Social Security offers a program called survivors' benefits in which the surviving spouse of someone receiving Social Security benefits may be eligible to receive their benefits on death. If your spouse has passed and you are left figuring out how to cope with life alone in your Michigan home, you may need the help benefits can provide. If your spouse was receiving Social Security Disability benefits, however, how does that change your eligiblity for survivors' benefits? Are you able to apply to receieve your spouse's disability benefits as a widow or widower?
For general application of rules regarding Social Security Disability and survivors' benefits, SSA.gov clarifies that if you, as the surviving spouse, are over the age of 60, you are eligible to apply to receive your deceased spouse's benefit payments. However, what if you yourself are disabled?

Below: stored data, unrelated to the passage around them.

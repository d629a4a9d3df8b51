//! Application bootstrap shared by `bookstore-app` and `bookstore-cli`.

use anyhow::Context;
use bookstore_kernel::{settings::Settings, InitCtx, ModuleRegistry};

use crate::modules::{self, books::view::BookListView};

/// Run the module lifecycle around the HTTP server until Ctrl-C.
pub async fn serve(settings: Settings) -> anyhow::Result<()> {
    let mut registry = ModuleRegistry::new();
    modules::register_all(&mut registry, &settings).context("failed to register modules")?;

    let ctx = InitCtx {
        settings: &settings,
    };
    registry.init_modules(&ctx).await?;
    registry.start_modules(&ctx).await?;

    let served = bookstore_http::start_server(&registry, &settings, shutdown_signal()).await;

    // Stop modules even when the server failed, then report the first error
    let stopped = registry.stop_modules().await;
    served.and(stopped)
}

/// Mount a book list once, wait for its load to settle, and return the HTML.
///
/// A failed load is not an error here: it is logged and the empty message is
/// rendered, exactly as the served page would show it.
pub async fn render_once(settings: &Settings, full_page: bool) -> anyhow::Result<String> {
    let view = BookListView::from_settings(&settings.catalog)
        .context("failed to build the book list view")?;

    if let Some(load) = view.mount() {
        let outcome = load.await.context("book list load task panicked")?;
        tracing::debug!(?outcome, "book list load settled");
    }

    let html = if full_page {
        view.render_page()
    } else {
        view.render()
    };
    html.context("failed to render the book list")
}

async fn shutdown_signal() {
    if let Err(e) = tokio::signal::ctrl_c().await {
        // Without a signal handler the server runs until killed
        tracing::error!(error = %e, "failed to listen for shutdown signal");
        std::future::pending::<()>().await;
    }
    tracing::info!("shutdown signal received");
}
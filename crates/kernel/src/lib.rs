//! Core traits, layered settings, and the module registry shared by every
//! bookstore crate.

pub mod module;
pub mod registry;
pub mod settings;

pub use module::{InitCtx, Module};
pub use registry::ModuleRegistry;
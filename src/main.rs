use anyhow::Context;
use bookstore_kernel::settings::Settings;

#[tokio::main]
async fn main() -> anyhow::Result<()> {
    let settings = Settings::load().with_context(|| "failed to load bookstore settings")?;
    bookstore_telemetry::init(&settings.telemetry)?;

    tracing::info!(
        env = ?settings.environment,
        catalog = %settings.catalog.endpoint,
        "bookstore-app bootstrap starting"
    );

    bookstore_app::app::serve(settings).await
}
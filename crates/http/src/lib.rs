//! HTTP server facade for the bookstore with Axum, error handling, and
//! OpenAPI support.

use std::future::Future;

use anyhow::Context;
use axum::{routing::get, Router};

use bookstore_kernel::{settings::Settings, ModuleRegistry};

pub mod error;
pub mod router;

use router::RouterBuilder;

/// Start the HTTP server and serve until `shutdown` resolves
pub async fn start_server<F>(
    registry: &ModuleRegistry,
    settings: &Settings,
    shutdown: F,
) -> anyhow::Result<()>
where
    F: Future<Output = ()> + Send + 'static,
{
    let address = settings.server.bind_address();
    tracing::info!("starting HTTP server on {}", address);

    let app = build_router(registry, settings);

    let listener = tokio::net::TcpListener::bind(&address)
        .await
        .with_context(|| format!("failed to bind to {}", address))?;

    tracing::info!("HTTP server listening on http://{}", address);

    axum::serve(listener, app)
        .with_graceful_shutdown(shutdown)
        .await
        .context("HTTP server failed")?;

    tracing::info!("HTTP server stopped");
    Ok(())
}

/// Build the main HTTP router with all module routes and pages mounted
pub fn build_router(registry: &ModuleRegistry, settings: &Settings) -> Router {
    let mut router_builder = RouterBuilder::new().route("/healthz", get(health_check));

    for module in registry.modules() {
        let module_name = module.name();
        tracing::info!(
            module = module_name,
            "mounting module routes under /api/{}",
            module_name
        );
        router_builder = router_builder
            .mount_module(module_name, module.routes())
            .mount_pages(module.pages());
    }

    // Layers wrap everything registered before them, the fallback included
    router_builder
        .with_openapi(registry)
        .with_not_found()
        .with_tracing()
        .with_cors()
        .with_request_id()
        .with_timeout(settings.server.request_timeout_ms)
        .build()
}

/// Health check endpoint
async fn health_check() -> &'static str {
    "ok"
}

#[cfg(test)]
mod tests {
    use super::*;
    use axum::body::{to_bytes, Body};
    use axum::http::{Request, StatusCode};
    use tower::ServiceExt;

    #[tokio::test]
    async fn healthz_and_openapi_are_always_served() {
        let registry = ModuleRegistry::new();
        let router = build_router(&registry, &Settings::default());

        let response = router
            .clone()
            .oneshot(Request::get("/healthz").body(Body::empty()).unwrap())
            .await
            .unwrap();
        assert_eq!(response.status(), StatusCode::OK);
        let bytes = to_bytes(response.into_body(), usize::MAX).await.unwrap();
        assert_eq!(&bytes[..], b"ok");

        let response = router
            .oneshot(Request::get("/docs/openapi.json").body(Body::empty()).unwrap())
            .await
            .unwrap();
        assert_eq!(response.status(), StatusCode::OK);
    }
}
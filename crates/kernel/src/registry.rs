use anyhow::Context;
use std::sync::Arc;

use crate::module::{InitCtx, Module};

/// Module registry driving module lifecycle in registration order
pub struct ModuleRegistry {
    modules: Vec<Arc<dyn Module>>,
}

impl ModuleRegistry {
    /// Create a new module registry
    pub fn new() -> Self {
        Self {
            modules: Vec::new(),
        }
    }

    /// Register a module with the registry
    pub fn register(&mut self, module: Arc<dyn Module>) {
        tracing::debug!(module = module.name(), "registering module");
        self.modules.push(module);
    }

    /// Get all registered modules in registration order
    pub fn modules(&self) -> impl Iterator<Item = &Arc<dyn Module>> {
        self.modules.iter()
    }

    /// Get a module by name
    pub fn get_module(&self, name: &str) -> Option<&Arc<dyn Module>> {
        self.modules.iter().find(|module| module.name() == name)
    }

    /// Get the number of registered modules
    pub fn module_count(&self) -> usize {
        self.modules.len()
    }

    /// Initialize modules in registration order
    pub async fn init_modules(&self, ctx: &InitCtx<'_>) -> anyhow::Result<()> {
        tracing::info!("initializing {} modules", self.modules.len());

        for module in &self.modules {
            tracing::info!(module = module.name(), "initializing module");

            module
                .init(ctx)
                .await
                .with_context(|| format!("failed to initialize module '{}'", module.name()))?;
        }

        Ok(())
    }

    /// Start modules in registration order
    pub async fn start_modules(&self, ctx: &InitCtx<'_>) -> anyhow::Result<()> {
        tracing::info!("starting {} modules", self.modules.len());

        for module in &self.modules {
            tracing::info!(module = module.name(), "starting module");

            module
                .start(ctx)
                .await
                .with_context(|| format!("failed to start module '{}'", module.name()))?;
        }

        Ok(())
    }

    /// Stop modules in reverse registration order
    pub async fn stop_modules(&self) -> anyhow::Result<()> {
        tracing::info!("stopping {} modules", self.modules.len());

        for module in self.modules.iter().rev() {
            tracing::info!(module = module.name(), "stopping module");

            module
                .stop()
                .await
                .with_context(|| format!("failed to stop module '{}'", module.name()))?;
        }

        Ok(())
    }
}

impl Default for ModuleRegistry {
    fn default() -> Self {
        Self::new()
    }
}
//! Broker connection parameters.
//!
//! The only runtime-tunable settings in the system.  Timing constants are
//! fixed policy and live in [`crate::timing`].
//!
//! Values come from four options, `--host`, `--port`, `--user` and
//! `--pass`, accepted as `--opt value` or `--opt=value`.  The host build
//! reads them from the command line; on ESP32 the same string is baked in
//! at build time and parsed with [`BrokerConfig::from_arg_str`].

use clap::Parser;
use serde::{Deserialize, Serialize};

use crate::timing::KEEP_ALIVE_SECS;

/// `argv[0]` used when parsing an option string that has no program name.
const PROGRAM: &str = "doorlights";

const DEFAULT_HOST: &str = "127.0.0.1";
const DEFAULT_PORT: u16 = 1883;
const DEFAULT_USER: &str = "rtl_433";
const DEFAULT_PASSWORD: &str = "334_ltr";

/// Door status lights driven by rtl_433 contact-sensor reports.
#[derive(Debug, Clone, PartialEq, Eq, Parser, Serialize, Deserialize)]
#[command(name = PROGRAM, version)]
pub struct BrokerConfig {
    /// MQTT broker host
    #[arg(long, default_value_t = DEFAULT_HOST.to_owned())]
    pub host: String,

    /// MQTT broker port
    #[arg(long, default_value_t = DEFAULT_PORT)]
    pub port: u16,

    /// MQTT username
    #[arg(long, default_value_t = DEFAULT_USER.to_owned())]
    pub user: String,

    /// MQTT password
    #[arg(long = "pass", default_value_t = DEFAULT_PASSWORD.to_owned())]
    pub password: String,

    /// MQTT keep-alive (seconds)
    #[arg(skip = KEEP_ALIVE_SECS)]
    pub keep_alive_secs: u16,
}

impl Default for BrokerConfig {
    fn default() -> Self {
        Self {
            host: DEFAULT_HOST.into(),
            port: DEFAULT_PORT,
            user: DEFAULT_USER.into(),
            password: DEFAULT_PASSWORD.into(),
            keep_alive_secs: KEEP_ALIVE_SECS,
        }
    }
}

impl BrokerConfig {
    /// Parse a whitespace-separated option string, without program name.
    pub fn from_arg_str(args: &str) -> Result<Self, clap::Error> {
        Self::try_parse_from(core::iter::once(PROGRAM).chain(args.split_whitespace()))
    }

    /// Broker URL in the form the ESP-IDF MQTT client expects.
    pub fn url(&self) -> String {
        format!("mqtt://{}:{}", self.host, self.port)
    }
}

If you are disabled, the age to be eligible for benefits lowers to 50. However, you must undergo the same assessments as any other applicant for Social Security Disability benefits to determine if you have a mental or physical health condition that is chronic, persistent and debilitating enough to qualify as a disability eligible for benefits disbursement. This condition must be expected to last for at least 12 months, or lifelong until your death. It must also be a factor in preventing you from securing and maintaining a job, or being able to fulfill the requirements of a job.
This blog post is intended for informational purposes only, and should not be used as a substittue for legal advice.